The one thing we all knew about Brexit from two years ago when Theresa May forced through an act of Parliament was that whatever happened, stage one of the process would be completed by 29 March 2019.
It seemed impossibly far away at that point but, on the plus side, the deadline gave the United Kingdom plenty of time to resolve all of the significant issues which were likely to cause conflict and consternation.
It seems unlikely that anybody -- whether in UK, Europe, government, industry or even our own very perceptive profession -- could have imagined that less than a week from the original doomsday or freedom (depending upon how you voted) we would have little more idea of what was going to happen then we did in June 2017. Nor that the EU would present Theresa May with alternative extension dates, both of which might well be overridden by events in the next three weeks.
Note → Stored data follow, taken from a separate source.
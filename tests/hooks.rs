use fiber_dom::{
	build, component, deps, element,
	testing::{HostOp, NodeId, RecordingHost},
	Cleanup, Element, Hooks, Props, Renderer, Setter,
};
use std::cell::RefCell;


thread_local! {
	static LOG: RefCell<Vec<String>> = RefCell::new(Vec::new());
	static SETTER: RefCell<Option<Setter<i32>>> = RefCell::new(None);
}

fn log(entry: impl Into<String>) {
	LOG.with(|log| log.borrow_mut().push(entry.into()));
}

fn take_log() -> Vec<String> {
	LOG.with(|log| log.borrow_mut().drain(..).collect())
}

fn setup(element: Element) -> (Renderer<RecordingHost>, NodeId) {
	logging_::init();
	let mut host = RecordingHost::new();
	let container = host.create_container("root");
	let mut renderer = Renderer::new(host);
	renderer.render(element, container);
	renderer.flush().unwrap();
	(renderer, container)
}

fn counter(hooks: &mut Hooks<'_>, _: &Props) -> Element {
	let (count, set_count) = hooks.use_state(1);
	element!("button", Props::new().on("click", move |_| set_count.update(|c| c + 1)), count)
}

#[test]
fn counter_increments_on_click() {
	let (mut renderer, container) = setup(build(component!(counter), Props::new(), ()));
	assert_eq!(renderer.host().to_markup(container), "<button>1</button>");
	let button = renderer.host().children(container)[0];
	let text = renderer.host().children(button)[0];
	renderer.host_mut().clear_ops();

	assert_eq!(renderer.host().dispatch(button, "click", &()), 1);
	assert!(renderer.has_pending_work());
	renderer.flush().unwrap();

	assert_eq!(renderer.host().to_markup(container), "<button>2</button>");
	assert_eq!(
		renderer.host().ops(),
		[
			HostOp::RemoveEventListener { node: button, event: "click".to_owned() },
			HostOp::AddEventListener { node: button, event: "click".to_owned() },
			HostOp::SetProperty {
				node: text,
				name: "nodeValue".to_owned(),
				value: "2".to_owned()
			},
		]
	);
	assert_eq!(renderer.host().listener_count(button, "click"), 1);
}

#[test]
fn queued_updates_apply_in_order() {
	let (mut renderer, container) = setup(build(component!(counter), Props::new(), ()));
	let button = renderer.host().children(container)[0];

	renderer.host().dispatch(button, "click", &());
	renderer.host().dispatch(button, "click", &());
	renderer.flush().unwrap();
	assert_eq!(renderer.host().text_content(container), "3");

	let component = renderer.fibers()[renderer.current_root().unwrap()].child().unwrap();
	let hooks = renderer.fibers()[component].hooks();
	assert_eq!(hooks[0].state::<i32>(), Some(&3));
	assert_eq!(hooks[0].pending_actions(), 0);
}

#[test]
fn deleted_listeners_are_detached() {
	let (mut renderer, container) = setup(build(component!(counter), Props::new(), ()));
	let button = renderer.host().children(container)[0];
	renderer.host_mut().clear_ops();

	renderer.render(build("p", Props::new(), ()), container);
	renderer.flush().unwrap();

	let p = renderer.host().children(container)[0];
	assert_eq!(
		renderer.host().ops(),
		[
			HostOp::CreateElement { node: p, tag: "p".to_owned() },
			HostOp::RemoveEventListener { node: button, event: "click".to_owned() },
			HostOp::RemoveChild { parent: container, child: button },
			HostOp::AppendChild { parent: container, child: p },
		]
	);
	assert_eq!(renderer.host().dispatch(button, "click", &()), 0);
}

#[test]
fn render_request_overrides_pending_state_change() {
	let (mut renderer, container) = setup(build(component!(counter), Props::new(), ()));
	let button = renderer.host().children(container)[0];

	renderer.host().dispatch(button, "click", &());
	renderer.render(build("p", Props::new(), ()), container);
	renderer.flush().unwrap();
	assert_eq!(renderer.host().to_markup(container), "<p></p>");
}

#[test]
fn render_request_keeps_queued_state_changes() {
	let (mut renderer, container) = setup(build(component!(counter), Props::new(), ()));
	let button = renderer.host().children(container)[0];

	renderer.host().dispatch(button, "click", &());
	renderer.render(build(component!(counter), Props::new(), ()), container);
	renderer.flush().unwrap();
	assert_eq!(renderer.host().to_markup(container), "<button>2</button>");
	assert_eq!(renderer.host().children(container), [button]);
}

fn lifecycle(hooks: &mut Hooks<'_>, props: &Props) -> Element {
	let label = props.text("label").unwrap_or_default().to_owned();
	hooks.use_effect(deps![], {
		let label = label.clone();
		move || {
			log(format!("mount {}", label));
			Some(Cleanup::new(move || log(format!("unmount {}", label))))
		}
	});
	hooks.use_effect(None, || {
		log("render");
		Some(Cleanup::new(|| log("cleanup render")))
	});
	hooks.use_effect(deps![label.clone()], {
		let label = label.clone();
		move || {
			log(format!("label {}", label));
			None
		}
	});
	build("span", Props::new(), label)
}

#[test]
fn effects_follow_their_dependencies() {
	let labelled = |label: &str| build("div", Props::new(), build(component!(lifecycle), Props::new().with("label", label), ()));
	let (mut renderer, container) = setup(labelled("a"));
	assert_eq!(take_log(), ["mount a", "render", "label a"]);

	renderer.render(labelled("a"), container);
	renderer.flush().unwrap();
	assert_eq!(take_log(), ["cleanup render", "render"]);

	renderer.render(labelled("b"), container);
	renderer.flush().unwrap();
	assert_eq!(take_log(), ["cleanup render", "render", "label b"]);
	assert_eq!(renderer.host().to_markup(container), "<div><span>b</span></div>");

	renderer.render(build("div", Props::new(), ()), container);
	renderer.flush().unwrap();
	assert_eq!(take_log(), ["unmount a", "cleanup render"]);
	assert_eq!(renderer.host().to_markup(container), "<div></div>");
}

#[test]
fn deleting_a_subtree_cleans_up_nested_components_in_order() {
	let nested = build(
		"div",
		Props::new(),
		(
			build(component!(lifecycle), Props::new().with("label", "outer"), ()),
			build("p", Props::new(), build(component!(lifecycle), Props::new().with("label", "inner"), ())),
		),
	);
	let (mut renderer, container) = setup(build("main", Props::new(), nested));
	take_log();

	renderer.render(build("main", Props::new(), ()), container);
	renderer.flush().unwrap();
	assert_eq!(take_log(), ["unmount outer", "cleanup render", "unmount inner", "cleanup render"]);
	assert_eq!(renderer.host().to_markup(container), "<main></main>");
}

fn remote_controlled(hooks: &mut Hooks<'_>, _: &Props) -> Element {
	let (value, set_value) = hooks.use_state(0);
	hooks.use_effect(deps![], move || {
		SETTER.with(|setter| *setter.borrow_mut() = Some(set_value));
		None
	});
	build("output", Props::new(), value)
}

#[test]
fn setters_captured_once_stay_live() {
	let (mut renderer, container) = setup(build(component!(remote_controlled), Props::new(), ()));
	let setter = SETTER.with(|setter| setter.borrow().clone()).unwrap();

	for value in [5, 6, 7] {
		setter.set(value);
		renderer.flush().unwrap();
		assert_eq!(renderer.host().text_content(container), value.to_string());
	}
}

#[test]
fn state_change_during_render_is_not_lost() {
	let (mut renderer, container) = setup(build(
		"div",
		Props::new(),
		(build(component!(remote_controlled), Props::new(), ()), build("span", Props::new(), "tail")),
	));
	let setter = SETTER.with(|setter| setter.borrow().clone()).unwrap();

	setter.set(1);
	assert_eq!(renderer.tick(fiber_dom::UnitBudget(3)).unwrap(), fiber_dom::Progress::Yielded);
	setter.set(2);
	renderer.flush().unwrap();
	assert_eq!(renderer.host().text_content(container), "2tail");
}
This continued uncertainty presents its own series of problems for clients and, by extension, our own practices.
Looking at extreme situations, some businesses are literally going to fail as a direct consequence of the continued lack of clarity. Even if there really is a delay of only three weeks, there is likely to be an ensuing economic slowdown in coming months that will hit some companies very hard. A longer delay is only likely to make matters worse.
The writer of this series cannot be the only person holding off on purchasing certain high ticket items, waiting to see what is going to happen next, though he has refrained from stockpiling anything, even sardines.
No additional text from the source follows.